ASSIGNMENT ▸ Take the entries below and print, exactly, the stretch from the line containing "branch: &str) -> Result<Option<String>, GitError>;" through the line containing "the working directory.", both included.

Saved data entries ▸
+++
//! git::interface
//!
//! Git interface implementation using git2.
//!
//! # Architecture
//!
//! [`GitClient`] is the only way the engine talks to the local repository.
//! [`Git`] implements it with `git2` for reads and remote configuration,
//! and shells out to `git push` so the user's ssh agent, credential
//! helpers and hooks apply to the push.
//!
//! # Example
//!
//! ```ignore
//! use mkgit::git::{Git, GitClient};
//! use std::path::Path;
//!
//! let git = Git::open(Path::new("."))?;
//! if let Some(branch) = git.current_branch()? {
//!     println!("on {}", branch);
//! }
//! ```

use std::path::{Path, PathBuf};
use std::process::Command;

use thiserror::Error;

/// Errors from Git operations.
#[derive(Debug, Error)]
pub enum GitError {
    /// Not inside a Git repository.
    #[error("not a git repository: {path}")]
    NotARepo {
        /// The path that was searched
        path: PathBuf,
    },

    /// Repository is bare (no working directory).
    #[error("bare repository not supported")]
    BareRepo,

    /// HEAD does not point at a branch.
    #[error("HEAD is detached; check out main or master")]
    NoBranch,

    /// The checked-out branch has no commits yet.
    #[error("branch '{branch}' has no commits to push")]
    EmptyBranch {
        /// The checked-out branch
        branch: String,
    },

    /// The checked-out branch is neither `main` nor `master`.
    #[error("unsupported branch '{branch}': check out main or master first")]
    UnsupportedBranch {
        /// The checked-out branch
        branch: String,
    },

    /// A remote with this name already exists.
    #[error("remote '{name}' already exists")]
    RemoteExists {
        /// The remote name
        name: String,
    },

    /// `git push` exited non-zero.
    #[error("push of '{branch}' to '{remote}' failed: {stderr}")]
    PushFailed {
        remote: String,
        branch: String,
        stderr: String,
    },

    /// Internal git2 or process error.
    #[error("git error: {message}")]
    Internal {
        /// The error message
        message: String,
    },
}

impl From<git2::Error> for GitError {
    fn from(err: git2::Error) -> Self {
        GitError::Internal {
            message: err.message().to_string(),
        }
    }
}

/// Operations the engine needs from the local repository.
pub trait GitClient {
    /// The checked-out branch, or `None` if HEAD is detached.
    ///
    /// An unborn HEAD still reports the branch it will create.
    fn current_branch(&self) -> Result<Option<String>, GitError>;

    /// URL of remote `name`, or `None` if it does not exist.
    fn remote_url(&self, name: &str) -> Result<Option<String>, GitError>;

    /// Add remote `name`.
    ///
    /// # Errors
    ///
    /// [`GitError::RemoteExists`] if the name is taken.
    fn add_remote(&self, name: &str, url: &str) -> Result<(), GitError>;

    /// Remove remote `name`.
    fn remove_remote(&self, name: &str) -> Result<(), GitError>;

    /// Push `branch` to `remote` and set it as the branch's upstream.
    fn push_upstream(&self, remote: &str, branch: &str) -> Result<(), GitError>;

    /// Whether `branch` points at a commit.
    fn has_commits(&self, branch: &str) -> Result<bool, GitError>;

    /// Subject line of the oldest commit on `branch`, if any.
    fn first_commit_subject(&self, branch: &str) -> Result<Option<String>, GitError>;
}

/// The Git interface for Git operations.
pub struct Git {
    /// The underlying git2 repository
    repo: git2::Repository,
}

impl std::fmt::Debug for Git {
    fn fmt(&self, f: &mut std::fmt::Formatter<'_>) -> std::fmt::Result {
        f.debug_struct("Git")
            .field("path", &self.repo.path())
            .finish()
    }
}

impl Git {
    /// Open a repository at the given path.
    ///
    /// Uses `git2::Repository::discover`, so `path` can be any directory
    /// within the repository.
    ///
    /// # Errors
    ///
    /// - [`GitError::NotARepo`] if no repository is found
    /// - [`GitError::BareRepo`] if the repository has no working directory
    pub fn open(path: &Path) -> Result<Self, GitError> {
        let repo = git2::Repository::discover(path).map_err(|_| GitError::NotARepo {
            path: path.to_path_buf(),
        })?;

        if repo.is_bare() {
            return Err(GitError::BareRepo);
        }

        Ok(Self { repo })
    }

    /// Path to the working directory.
    pub fn work_dir(&self) -> Result<&Path, GitError> {
        self.repo.workdir().ok_or(GitError::BareRepo)
    }
}

impl GitClient for Git {
    fn current_branch(&self) -> Result<Option<String>, GitError> {
        let head = match self.repo.head() {
            Ok(h) => h,
            Err(e) if e.code() == git2::ErrorCode::UnbornBranch => {
                // An unborn HEAD still names the branch it will create.
                let reference = self.repo.find_reference("HEAD")?;
                return Ok(reference
                    .symbolic_target()
                    .and_then(|t| t.strip_prefix("refs/heads/"))
                    .map(String::from));
            }
            Err(e) => return Err(e.into()),
        };

        if head.is_branch() {
            return Ok(head.shorthand().map(String::from));
        }

        Ok(None) // Detached HEAD
    }

    fn remote_url(&self, name: &str) -> Result<Option<String>, GitError> {
        match self.repo.find_remote(name) {
            Ok(remote) => Ok(remote.url().map(String::from)),
            Err(e) if e.code() == git2::ErrorCode::NotFound => Ok(None),
            Err(e) => Err(e.into()),
        }
    }

    fn add_remote(&self, name: &str, url: &str) -> Result<(), GitError> {
        match self.repo.remote(name, url) {
            Ok(_) => Ok(()),
            Err(e) if e.code() == git2::ErrorCode::Exists => Err(GitError::RemoteExists {
                name: name.to_string(),
            }),
            Err(e) => Err(e.into()),
        }
    }

    fn remove_remote(&self, name: &str) -> Result<(), GitError> {
        self.repo.remote_delete(name)?;
        Ok(())
    }

    fn push_upstream(&self, remote: &str, branch: &str) -> Result<(), GitError> {
        let output = Command::new("git")
            .args(["push", "-u", remote, branch])
            .current_dir(self.work_dir()?)
            .output()
            .map_err(|e| GitError::Internal {
                message: format!("cannot run git push: {}", e),
            })?;

        if !output.status.success() {
            return Err(GitError::PushFailed {
                remote: remote.to_string(),
                branch: branch.to_string(),
                stderr: String::from_utf8_lossy(&output.stderr).trim().to_string(),
            });
        }

        Ok(())
    }

    fn has_commits(&self, branch: &str) -> Result<bool, GitError> {
        match self.repo.refname_to_id(&format!("refs/heads/{}", branch)) {
            Ok(_) => Ok(true),
            Err(e) if e.code() == git2::ErrorCode::NotFound => Ok(false),
            Err(e) => Err(e.into()),
        }
    }

    fn first_commit_subject(&self, branch: &str) -> Result<Option<String>, GitError> {
        let refname = format!("refs/heads/{}", branch);
        let tip = match self.repo.refname_to_id(&refname) {
            Ok(oid) => oid,
            Err(e) if e.code() == git2::ErrorCode::NotFound => return Ok(None),
            Err(e) => return Err(e.into()),
        };

        let mut walk = self.repo.revwalk()?;
        walk.push(tip)?;
        walk.set_sorting(git2::Sort::TOPOLOGICAL | git2::Sort::REVERSE)?;

        let Some(oid) = walk.next().transpose()? else {
            return Ok(None);
        };
        let commit = self.repo.find_commit(oid)?;
        Ok(commit
            .summary()
            .map(str::trim)
            .filter(|s| !s.is_empty())
            .map(String::from))
    }
}

#[cfg(test)]
mod tests {
    use super::*;
    use std::fs;
    use tempfile::TempDir;

    fn run_git(dir: &Path, args: &[&str]) {
        let output = Command::new("git")
            .args(args)
            .current_dir(dir)
            .output()
            .expect("git command failed");

        if !output.status.success() {
            panic!(
                "git {:?} failed: {}",
                args,
                String::from_utf8_lossy(&output.stderr)
            );
        }
    }

    fn test_repo(branch: &str) -> TempDir {
        let dir = TempDir::new().expect("failed to create temp dir");
        run_git(dir.path(), &["init", "-b", branch]);
        run_git(dir.path(), &["config", "user.email", "test@example.com"]);
        run_git(dir.path(), &["config", "user.name", "Test User"]);
        dir
    }

    fn commit(dir: &Path, file: &str, message: &str) {
        fs::write(dir.join(file), message).unwrap();
        run_git(dir, &["add", file]);
        run_git(dir, &["commit", "-m", message]);
    }

    #[test]
    fn open_non_repo_fails() {
        let dir = TempDir::new().unwrap();
        assert!(matches!(
            Git::open(dir.path()),
            Err(GitError::NotARepo { .. })
        ));
    }

    #[test]
    fn current_branch_on_unborn_head() {
        let dir = test_repo("main");
        let git = Git::open(dir.path()).unwrap();
        assert_eq!(git.current_branch().unwrap().as_deref(), Some("main"));
    }

    #[test]
    fn has_commits_tracks_history() {
        let dir = test_repo("main");
        let git = Git::open(dir.path()).unwrap();
        assert!(!git.has_commits("main").unwrap());

        commit(dir.path(), "a.txt", "first");
        assert!(git.has_commits("main").unwrap());
    }

    #[test]
    fn current_branch_after_commit() {
        let dir = test_repo("master");
        commit(dir.path(), "a.txt", "first");
        let git = Git::open(dir.path()).unwrap();
        assert_eq!(git.current_branch().unwrap().as_deref(), Some("master"));
    }

    #[test]
    fn remote_lifecycle() {
        let dir = test_repo("main");
        let git = Git::open(dir.path()).unwrap();

        assert_eq!(git.remote_url("origin").unwrap(), None);
        git.add_remote("origin", "ssh://example.org/srv/a.git").unwrap();
        assert_eq!(
            git.remote_url("origin").unwrap().as_deref(),
            Some("ssh://example.org/srv/a.git")
        );

        assert!(matches!(
            git.add_remote("origin", "ssh://example.org/srv/b.git"),
            Err(GitError::RemoteExists { .. })
        ));

        git.remove_remote("origin").unwrap();
        assert_eq!(git.remote_url("origin").unwrap(), None);
    }

    #[test]
    fn first_commit_subject_is_oldest() {
        let dir = test_repo("main");
        commit(dir.path(), "a.txt", "Initial import");
        commit(dir.path(), "b.txt", "Second change");
        let git = Git::open(dir.path()).unwrap();

        assert_eq!(
            git.first_commit_subject("main").unwrap().as_deref(),
            Some("Initial import")
        );
    }

    #[test]
    fn first_commit_subject_without_history() {
        let dir = test_repo("main");
        let git = Git::open(dir.path()).unwrap();
        assert_eq!(git.first_commit_subject("main").unwrap(), None);
    }

    #[test]
    fn push_upstream_to_local_bare_repo() {
        let dir = test_repo("main");
        commit(dir.path(), "a.txt", "first");
        let bare = TempDir::new().unwrap();
        run_git(bare.path(), &["init", "--bare"]);

        let git = Git::open(dir.path()).unwrap();
        git.add_remote("origin", bare.path().to_str().unwrap()).unwrap();
        git.push_upstream("origin", "main").unwrap();

        let output = Command::new("git")
            .args(["rev-parse", "--abbrev-ref", "main@{upstream}"])
            .current_dir(dir.path())
            .output()
            .unwrap();
        assert_eq!(String::from_utf8_lossy(&output.stdout).trim(), "origin/main");
    }

    #[test]
    fn push_failure_reports_stderr() {
        let dir = test_repo("main");
        commit(dir.path(), "a.txt", "first");
        let git = Git::open(dir.path()).unwrap();
        git.add_remote("origin", "/nonexistent/mkgit/remote.git").unwrap();

        assert!(matches!(
            git.push_upstream("origin", "main"),
            Err(GitError::PushFailed { .. })
        ));
    }
}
+++
TASK ANSWER ▸
    fn first_commit_subject(&self, branch: &str) -> Result<Option<String>, GitError>;
}

/// The Git interface for Git operations.
pub struct Git {
    /// The underlying git2 repository
    repo: git2::Repository,
}

impl std::fmt::Debug for Git {
    fn fmt(&self, f: &mut std::fmt::Formatter<'_>) -> std::fmt::Result {
        f.debug_struct("Git")
            .field("path", &self.repo.path())
            .finish()
    }
}

impl Git {
    /// Open a repository at the given path.
    ///
    /// Uses `git2::Repository::discover`, so `path` can be any directory
    /// within the repository.
    ///
    /// # Errors
    ///
    /// - [`GitError::NotARepo`] if no repository is found
    /// - [`GitError::BareRepo`] if the repository has no working directory
    pub fn open(path: &Path) -> Result<Self, GitError> {
        let repo = git2::Repository::discover(path).map_err(|_| GitError::NotARepo {
            path: path.to_path_buf(),
        })?;

        if repo.is_bare() {
            return Err(GitError::BareRepo);
        }

        Ok(Self { repo })
    }

    /// Path to the working directory.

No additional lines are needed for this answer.